Citation: European Journal of Endocrinology 163, 4; 10.1530/EJE-10-0466

The most consistent and reliable biochemical feature of Nelson's syndrome is a marked elevation of plasma ACTH, which continues to rise after adrenalectomy. In a comparison of nine patients with Nelson's syndrome and nine patients with Cushing's disease, basal secretion of ACTH was up to six fold higher and volume of pulsatile ACTH secretion was nine fold larger in Nelson's syndrome (27). Surprisingly, ACTH secretion followed a more orderly sequence in Nelson's syndrome compared with Cushing's disease and diurnal variation was maintained (27). The timing of collection of the blood sample for ACTH measurement in relation to the last steroid dose is important: the blood sample should be taken at 0800 h, 20 h following the last dose of glucocorticoid and before the morning dose of glucocorticoid (28). Plasma ACTH is sometimes also measured 2 h following the morning dose of glucocorticoid.
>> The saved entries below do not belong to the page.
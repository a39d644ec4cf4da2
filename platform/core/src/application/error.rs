// Copyright (c) 2026 Benevole contributors
// SPDX-License-Identifier: AGPL-3.0

//! Workflow Errors
//!
//! Typed failures of the registration use cases. Every variant is surfaced
//! to the caller as-is; nothing here is retried.

use thiserror::Error;

use crate::domain::credentials::CredentialError;
use crate::domain::mission::{MissionId, MissionStatus};
use crate::domain::repository::RepositoryError;
use crate::domain::validation::ValidationErrors;
use crate::domain::volunteer::{Matricule, VolunteerStatus};

#[derive(Debug, Error)]
pub enum WorkflowError {
    #[error("validation failed: {0}")]
    Validation(ValidationErrors),

    #[error("a volunteer with this email is already registered")]
    DuplicateEmail,

    #[error("mission {0} not found")]
    MissionNotFound(MissionId),

    #[error("no volunteer with matricule {0}")]
    VolunteerNotFound(Matricule),

    #[error("mission has reached its maximum of {max_participants} participants")]
    MissionFull { max_participants: u32 },

    #[error("mission is {status} and no longer accepts registrations")]
    MissionNotOpen { status: MissionStatus },

    #[error("volunteer {0} is already registered for this mission")]
    AlreadyRegistered(Matricule),

    #[error("cannot change volunteer status from {from} to {to}")]
    InvalidStatusTransition {
        from: VolunteerStatus,
        to: VolunteerStatus,
    },

    #[error("status of volunteer {0} was changed concurrently, retry with a fresh read")]
    ConcurrentStatusChange(Matricule),

    /// Infrastructure failure. The message is for logs, not for clients.
    #[error("store unavailable: {0}")]
    StoreUnavailable(String),

    /// Any other unclassified failure, reported like `StoreUnavailable`.
    #[error("internal error: {0}")]
    Internal(String),
}

impl WorkflowError {
    /// Stable machine-readable code, also used as the metrics label
    pub fn code(&self) -> &'static str {
        match self {
            Self::Validation(_) => "validation_error",
            Self::DuplicateEmail => "duplicate_email",
            Self::MissionNotFound(_) => "mission_not_found",
            Self::VolunteerNotFound(_) => "volunteer_not_found",
            Self::MissionFull { .. } => "mission_full",
            Self::MissionNotOpen { .. } => "mission_not_open",
            Self::AlreadyRegistered(_) => "already_registered",
            Self::InvalidStatusTransition { .. } => "invalid_status_transition",
            Self::ConcurrentStatusChange(_) => "concurrent_status_change",
            Self::StoreUnavailable(_) => "store_unavailable",
            Self::Internal(_) => "internal_error",
        }
    }
}

impl From<ValidationErrors> for WorkflowError {
    fn from(errors: ValidationErrors) -> Self {
        WorkflowError::Validation(errors)
    }
}

impl From<RepositoryError> for WorkflowError {
    fn from(err: RepositoryError) -> Self {
        WorkflowError::StoreUnavailable(err.to_string())
    }
}

impl From<CredentialError> for WorkflowError {
    fn from(err: CredentialError) -> Self {
        WorkflowError::Internal(err.to_string())
    }
}
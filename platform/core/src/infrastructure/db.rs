// Copyright (c) 2026 Benevole contributors
// SPDX-License-Identifier: AGPL-3.0
//! # PostgreSQL Connection Pool
//!
//! Wraps `sqlx::postgres::PgPool` in a thin `Database` newtype that is
//! injected into all PostgreSQL repository implementations. Only needed when
//! `spec.storage.backend` is `postgres`.

use anyhow::{Context, Result};
use sqlx::postgres::{PgPool, PgPoolOptions};
use std::time::Duration;

use crate::domain::repository::PostgresConfig;

#[derive(Clone)]
pub struct Database {
    pool: PgPool,
}

impl Database {
    pub async fn new(connection_string: &str, max_connections: u32) -> Result<Self> {
        let pool = PgPoolOptions::new()
            .max_connections(max_connections)
            .acquire_timeout(Duration::from_secs(10))
            .connect(connection_string)
            .await
            .context("Failed to connect to PostgreSQL")?;

        Ok(Self { pool })
    }

    pub async fn from_config(config: &PostgresConfig) -> Result<Self> {
        Self::new(&config.connection_string, config.max_connections).await
    }

    pub fn get_pool(&self) -> &PgPool {
        &self.pool
    }
}
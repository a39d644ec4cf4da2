// Copyright (c) 2026 Benevole contributors
// SPDX-License-Identifier: AGPL-3.0

//! Field-level input validation.
//!
//! Validators collect every problem instead of stopping at the first one, so
//! callers can report all invalid fields in a single response.

use once_cell::sync::Lazy;
use regex::Regex;
use serde::Serialize;
use std::collections::BTreeMap;

static EMAIL_PATTERN: Lazy<Regex> = Lazy::new(|| {
    Regex::new(r"^[^\s@]+@[^\s@]+\.[^\s@]+$").expect("email pattern is valid")
});

/// Per-field validation messages, ordered by field name.
#[derive(Debug, Clone, Default, PartialEq, Eq, Serialize)]
#[serde(transparent)]
pub struct ValidationErrors {
    fields: BTreeMap<String, Vec<String>>,
}

impl ValidationErrors {
    pub fn new() -> Self {
        Self::default()
    }

    pub fn single(field: &str, message: impl Into<String>) -> Self {
        let mut errors = Self::new();
        errors.add(field, message);
        errors
    }

    pub fn add(&mut self, field: &str, message: impl Into<String>) {
        self.fields
            .entry(field.to_string())
            .or_default()
            .push(message.into());
    }

    pub fn is_empty(&self) -> bool {
        self.fields.is_empty()
    }

    pub fn contains(&self, field: &str) -> bool {
        self.fields.contains_key(field)
    }

    pub fn fields(&self) -> &BTreeMap<String, Vec<String>> {
        &self.fields
    }

    /// `Ok(())` when nothing was recorded.
    pub fn into_result(self) -> Result<(), ValidationErrors> {
        if self.is_empty() {
            Ok(())
        } else {
            Err(self)
        }
    }

    /// Record an error when `value` is missing or blank.
    pub fn require(&mut self, field: &str, value: Option<&str>) -> bool {
        match value.map(str::trim) {
            Some(v) if !v.is_empty() => true,
            _ => {
                self.add(field, format!("{} is required", field));
                false
            }
        }
    }
}

impl std::fmt::Display for ValidationErrors {
    fn fmt(&self, f: &mut std::fmt::Formatter<'_>) -> std::fmt::Result {
        let parts: Vec<String> = self
            .fields
            .iter()
            .map(|(field, messages)| format!("{}: {}", field, messages.join(", ")))
            .collect();
        write!(f, "{}", parts.join("; "))
    }
}

impl std::error::Error for ValidationErrors {}

pub fn is_valid_email(email: &str) -> bool {
    EMAIL_PATTERN.is_match(email)
}

#[cfg(test)]
mod tests {
    use super::*;

    #[test]
    fn test_email_validation() {
        assert!(is_valid_email("awa@example.com"));
        assert!(is_valid_email("a.b+c@sub.example.org"));
        assert!(!is_valid_email("awa@example"));
        assert!(!is_valid_email("awa example.com"));
        assert!(!is_valid_email("@example.com"));
        assert!(!is_valid_email(""));
    }

    #[test]
    fn test_collects_multiple_messages() {
        let mut errors = ValidationErrors::new();
        assert!(errors.require("firstName", Some("Awa")));
        assert!(!errors.require("lastName", Some("   ")));
        assert!(!errors.require("email", None));
        errors.add("email", "email must be a valid address");

        assert!(!errors.is_empty());
        assert!(!errors.contains("firstName"));
        assert_eq!(errors.fields()["email"].len(), 2);
        assert_eq!(
            errors.to_string(),
            "email: email is required, email must be a valid address; lastName: lastName is required"
        );
    }

    #[test]
    fn test_serializes_as_field_map() {
        let errors = ValidationErrors::single("matricule", "matricule is invalid");
        let json = serde_json::to_value(&errors).unwrap();
        assert_eq!(json, serde_json::json!({ "matricule": ["matricule is invalid"] }));
    }

    #[test]
    fn test_into_result() {
        assert!(ValidationErrors::new().into_result().is_ok());
        assert!(ValidationErrors::single("x", "bad").into_result().is_err());
    }
}
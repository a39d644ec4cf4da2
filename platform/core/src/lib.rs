// Copyright (c) 2026 Benevole contributors
// SPDX-License-Identifier: AGPL-3.0
//! Benevole Core
//!
//! Volunteer registration and mission participation for the Benevole platform.
//!
//! # Architecture
//!
//! - **Layer:** Core System
//! - **Purpose:** Domain model, use cases, persistence adapters and HTTP surface

pub mod domain;
pub mod application;
pub mod infrastructure;
pub mod presentation;

pub use domain::*;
The radiological features of Nelson's syndrome are those of an enlarging pituitary mass. It is imperative that comparisons of pituitary appearances are made with those from a post-TSS scan (26). MRI provides the best imaging modality, with detection of tumours as small as 3 mm. High resolution (3 mm cuts) should be used so that early tumour progression can be identified (26). The onset of Nelson's syndrome has been described as late as 24 years after TBA (15). Therefore, lifelong pituitary imaging should be performed on all patients following TBA treatment of refractory Cushing's disease, and any increase in tumour size in this scenario is significant. The first post-TBA pituitary scan should be performed at 3 months (26). Our Oxford-based practice is to repeat MRI scans at 6-month intervals for 2 years and thereafter yearly, based on the observations that 20% of Nelson's tumours develop in the first year and 35% develop in the first 2 years after TBA (15). This protocol will provide data for future audit.

Diagnostic criteria

The diagnosis of Nelson's syndrome is controversial, and a consensus opinion is lacking. This hampers direct comparison and merging (to improve power) of data between case series. Ultimately, multiple sets of diagnostic criteria also adversely affect patient care. Existing diagnostic criteria for Nelson's syndrome focus on an enlarging pituitary tumour post TBA, rising plasma ACTH levels and presence of hyperpigmentation. While we accept that development of hyperpigmentation is a useful clinical sign of Nelson's syndrome, its inclusion as a diagnostic criterion poses problems. First, there is a lack of evidence relating to a close correlation between the ACTH levels and intensity of skin pigmentation, and a suggestion that in some patients, hyperpigmentation may only develop in the context of extremely high ACTH levels (29), raising issues regarding sensitivity. Conversely, the objectivity of measurements derived from pituitary MRI and ACTH assays lend themselves well for inclusion as diagnostic criteria, particularly as Nelson's syndrome should usually be diagnosed in the context of an enlarging pituitary corticotrophinoma post TBA surgery (15). It is clearly important to demonstrate pituitary tumour expansion rather than just the presence of a remnant (26).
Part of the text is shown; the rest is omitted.